----- The data -----
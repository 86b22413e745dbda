//! # Health Signals
//!
//! Typed health signals gathered by the probes and consumed by the phase engine.

use crate::crd::{DeploymentHealth, HealthStatus, SubAppHealth, WorkloadHealth};
use std::fmt;

/// Sync status of a deployment record
#[derive(Debug, Clone, Copy, PartialEq, Eq, Hash, Default)]
pub enum SyncStatus {
    Synced,
    OutOfSync,
    #[default]
    Unknown,
}

impl SyncStatus {
    /// Parse the status string reported by ArgoCD; anything unrecognised is `Unknown`
    pub fn from_argocd(value: &str) -> Self {
        match value {
            "Synced" => Self::Synced,
            "OutOfSync" => Self::OutOfSync,
            _ => Self::Unknown,
        }
    }

    pub fn as_str(self) -> &'static str {
        match self {
            Self::Synced => "Synced",
            Self::OutOfSync => "OutOfSync",
            Self::Unknown => "Unknown",
        }
    }
}

impl fmt::Display for SyncStatus {
    fn fmt(&self, f: &mut fmt::Formatter<'_>) -> fmt::Result {
        f.write_str(self.as_str())
    }
}

/// Health status of a deployment record
#[derive(Debug, Clone, Copy, PartialEq, Eq, Hash, Default)]
pub enum AppHealth {
    Healthy,
    Degraded,
    Progressing,
    Missing,
    Suspended,
    #[default]
    Unknown,
}

impl AppHealth {
    /// Parse the health string reported by ArgoCD; anything unrecognised is `Unknown`
    pub fn from_argocd(value: &str) -> Self {
        match value {
            "Healthy" => Self::Healthy,
            "Degraded" => Self::Degraded,
            "Progressing" => Self::Progressing,
            "Missing" => Self::Missing,
            "Suspended" => Self::Suspended,
            _ => Self::Unknown,
        }
    }

    pub fn as_str(self) -> &'static str {
        match self {
            Self::Healthy => "Healthy",
            Self::Degraded => "Degraded",
            Self::Progressing => "Progressing",
            Self::Missing => "Missing",
            Self::Suspended => "Suspended",
            Self::Unknown => "Unknown",
        }
    }
}

impl fmt::Display for AppHealth {
    fn fmt(&self, f: &mut fmt::Formatter<'_>) -> fmt::Result {
        f.write_str(self.as_str())
    }
}

/// All health signals for one ManagedCluster, gathered fresh every cycle.
///
/// Invariant: `workloads_ready <= workloads_total` and `sub_apps_healthy <= sub_apps_total`.
#[derive(Debug, Clone, PartialEq, Eq, Default)]
pub struct HealthSnapshot {
    pub deployment_sync: SyncStatus,
    pub deployment_health: AppHealth,
    pub workloads_ready: u32,
    pub workloads_total: u32,
    pub sub_apps_healthy: u32,
    pub sub_apps_total: u32,
    pub sub_apps_unhealthy: Vec<String>,
    pub credential_exists: bool,
}

impl HealthSnapshot {
    /// Every workload instance is ready and there is at least one
    pub fn all_workloads_ready(&self) -> bool {
        self.workloads_total > 0 && self.workloads_ready == self.workloads_total
    }

    /// No dependent applications, or all of them Healthy
    pub fn sub_apps_ok(&self) -> bool {
        self.sub_apps_total == 0 || self.sub_apps_healthy == self.sub_apps_total
    }

    /// Fewer than half of the workload instances are ready
    pub fn workloads_down(&self) -> bool {
        self.workloads_total > 0 && u64::from(self.workloads_ready) * 2 < u64::from(self.workloads_total)
    }

    /// Persisted form of the snapshot
    pub fn to_status(&self) -> HealthStatus {
        HealthStatus {
            argocd: DeploymentHealth {
                sync_status: self.deployment_sync.to_string(),
                health_status: self.deployment_health.to_string(),
            },
            workloads: WorkloadHealth {
                ready: self.workloads_ready,
                total: self.workloads_total,
            },
            sub_apps: SubAppHealth {
                healthy: self.sub_apps_healthy,
                total: self.sub_apps_total,
                unhealthy: self.sub_apps_unhealthy.clone(),
            },
        }
    }
}

#[cfg(test)]
mod tests {
    use super::*;

    #[test]
    fn test_parse_argocd_strings() {
        assert_eq!(SyncStatus::from_argocd("Synced"), SyncStatus::Synced);
        assert_eq!(SyncStatus::from_argocd("OutOfSync"), SyncStatus::OutOfSync);
        assert_eq!(SyncStatus::from_argocd(""), SyncStatus::Unknown);
        assert_eq!(AppHealth::from_argocd("Suspended"), AppHealth::Suspended);
        assert_eq!(AppHealth::from_argocd("healthy"), AppHealth::Unknown);
    }

    #[test]
    fn test_workloads_down_boundary() {
        let mut snapshot = HealthSnapshot {
            workloads_ready: 2,
            workloads_total: 4,
            ..Default::default()
        };
        // exactly half is not down
        assert!(!snapshot.workloads_down());
        snapshot.workloads_ready = 1;
        assert!(snapshot.workloads_down());
        snapshot.workloads_total = 0;
        snapshot.workloads_ready = 0;
        assert!(!snapshot.workloads_down());
    }

    #[test]
    fn test_sub_apps_ok_with_no_children() {
        let snapshot = HealthSnapshot::default();
        assert!(snapshot.sub_apps_ok());
        assert!(!snapshot.all_workloads_ready());
    }
}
-----
**What to do**: Copy out, from the data above, each line where the string "Display" is present.

**Answer to the exercise**:
impl fmt::Display for SyncStatus {
impl fmt::Display for AppHealth {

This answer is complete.